Abstract
Introduction: Generalized pustular psoriasis (GPP) is a chronic autoinflammatory disease characterized by fever, erythema, and sterile pustules occurring over large areas of the skin. The immunopathogenesis of GPP remains poorly understood. We aimed to profile serum cytokine levels in patients with GPP and analyze treatment-associated changes in cytokine levels. Methods: Twenty-four patients who were diagnosed with GPP and received drug treatment, together with 28 unaffected controls, were recruited in this study. Levels of 27 cytokines in serum samples from pre- and post-treated patients as well as unaffected controls were assessed using a Bio-Plex multiplex immunoassay. Multivariate analysis of cytokine levels and clinical parameters was conducted. Results: Serum levels of interleukins interleukin (IL)-1β, IL-1Ra, IL-4, IL-5, IL-6, IL-7, IL-8, IL-10, IL-12 (p70), IL-13, IL-17, granulocyte colony-stimulating factor (G-CSF), interferon-γ (IFN-γ), IFN-γ-induced protein 10 (IP-10), monocyte chemoattractant protein-1, tumor necrosis factor-α, and vascular endothelial growth factor were significantly elevated (p < .05) in patients with GPP compared with controls. Serum levels of IL-6, G-CSF, IL-8, IFN-γ, IL1-Ra, IL-10, IL-13, and IL-1β were correlated with GPP severity (r > 0.4, p < .001). Following treatment, serum levels of IL-6, IL-7, IL-12, IFN-γ, IL-1β, IL-4, IL-8, IL-10, IL-13, G-CSF, and IP-10 were significantly decreased (p < .05) compared with pretreatment levels. Among these cytokines, levels of IL-6, IL-7, IL-8, IL-12, IL-13, and IP-10 were reduced to normal levels. Conclusion: GPP patients exhibited markedly elevated levels of cytokines and chemokines involved in both type 1 and type 2 immune responses, suggesting hypercytokinemia occurs in GPP patients. IL-6 showed the strongest correlation with GPP disease severity and other clinical parameters such as CRP level and fever, thus representing an index for GPP severity. Our data comprehensively documented the cytokine profiles of GPP patients and may provide insights into GPP pathogenesis.
Keywords
Introduction
Psoriasis is a chronic inflammatory disease that affects 0.47% of the population in China. 1 Psoriasis is characterized by abnormal skin with erythron-squamous lesions and can be classified into different types based on clinical features. Generalized pustular psoriasis (GPP) is a rare and potentially life-threatening form of psoriasis and makes up 0.98% of psoriasis cases in China. 1 GPP is characterized by widespread eruption of sterile, subcorneal pustules and epidermal scaling, often coupled with fever, fatigue, and joint or muscle pain.

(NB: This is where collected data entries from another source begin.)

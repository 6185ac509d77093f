pub mod error;
pub mod llm_config;
pub mod ollama;
pub mod openai;
pub mod provider;
pub mod service;

pub use error::LlmError;
pub use llm_config::{ModelConfig, ModelType};
pub use provider::{Completion, ModelResponse, ModelService, PromptSettings, SamplingParams};
pub use service::{build_model_service, ModelHandle};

Subtypes of GPP include acute GPP (von Zumbusch psoriasis), circinate and annular pustular psoriasis, pustular psoriasis of pregnancy, and infantile/juvenile pustular psoriasis. 2
Although consensus criteria for diagnosis of GPP have been defined, the pathogenesis of GPP remains poorly understood. GPP is often triggered by environmental factors and immune disorders such as pregnancy, infections, drugs, and hypocalcemia. 3 It has been reported that GPP may be characterized by a distinct pattern of aberrant autoinflammation associated with recessive mutations in IL36RN, a gene encoding interleukin (IL)-36Ra that inhibits the activities of multiple IL-36-associated cytokines (e., IL-36α, IL-36β, and IL-36γ). 4 Loss-of-function mutations in IL36RN lead to downstream activation of nuclear factor (NF)-κB signaling and enhanced secretion of inflammatory cytokines such as IL-1, IL-6, and IL-8. 5 However, IL36RN mutations alone are not sufficient to cause GPP, and a variety of other gene mutations and variants have been implicated in GPP pathogenesis. 6 Recently, we and others have demonstrated that levels of mRNA encoding multiple proinflammatory genes, including IL17 A, TNF, IL1, and IL36, were markedly upregulated in GPP skin biopsies and the peripheral blood mononuclear cells of patients with GPP compared with those of unaffected controls.7,8 These studies suggested that dysregulation of cytokines/chemokines may play a critical role in GPP. However, few systematic evaluations of cytokines/chemokine levels at the protein level in patients with GPP have been conducted.
In the current study, we evaluated levels of a large panel of cytokines, chemokines, and growth factors in the periphery of patients with GPP and unaffected controls using a multiplex immunoassay. Levels of these inflammatory factors in pre- and post-treated patients with GPP were examined. By analyzing correlations with clinical parameters and performing multivariate statistical analysis, we identified multiple differentially expressed inflammatory factors and demonstrated their potential implication in GPP pathogenesis. Our study may provide insights into GPP diagnosis and inform development of anti-cytokine therapies.
Methods
Study population
Clinical and laboratory characteristics of patients and unaffected controls enrolled in this study.
Abbreviations: GPP, generalized pustular psoriasis; SD, standard deviation; WBC, white blood cell; ESR, erythrocyte sedimentation rate; CRP, C-reactive protein.
Volunteers undergoing physical examination were served as controls (10 men and 18 women, mean ± SD age 36.61 ± 13.72 years). Controls had no signs of ongoing inflammation (blood tests and CRP levels were normal), had no history of psoriasis, and were medication-free for at least 3 months prior to physical examination. The study protocol was approved by the Ethics Review Committee of Peking Union Medical College Hospital, Chinese Academy of Sciences (approval number JS-1900–2). All data were treated anonymously.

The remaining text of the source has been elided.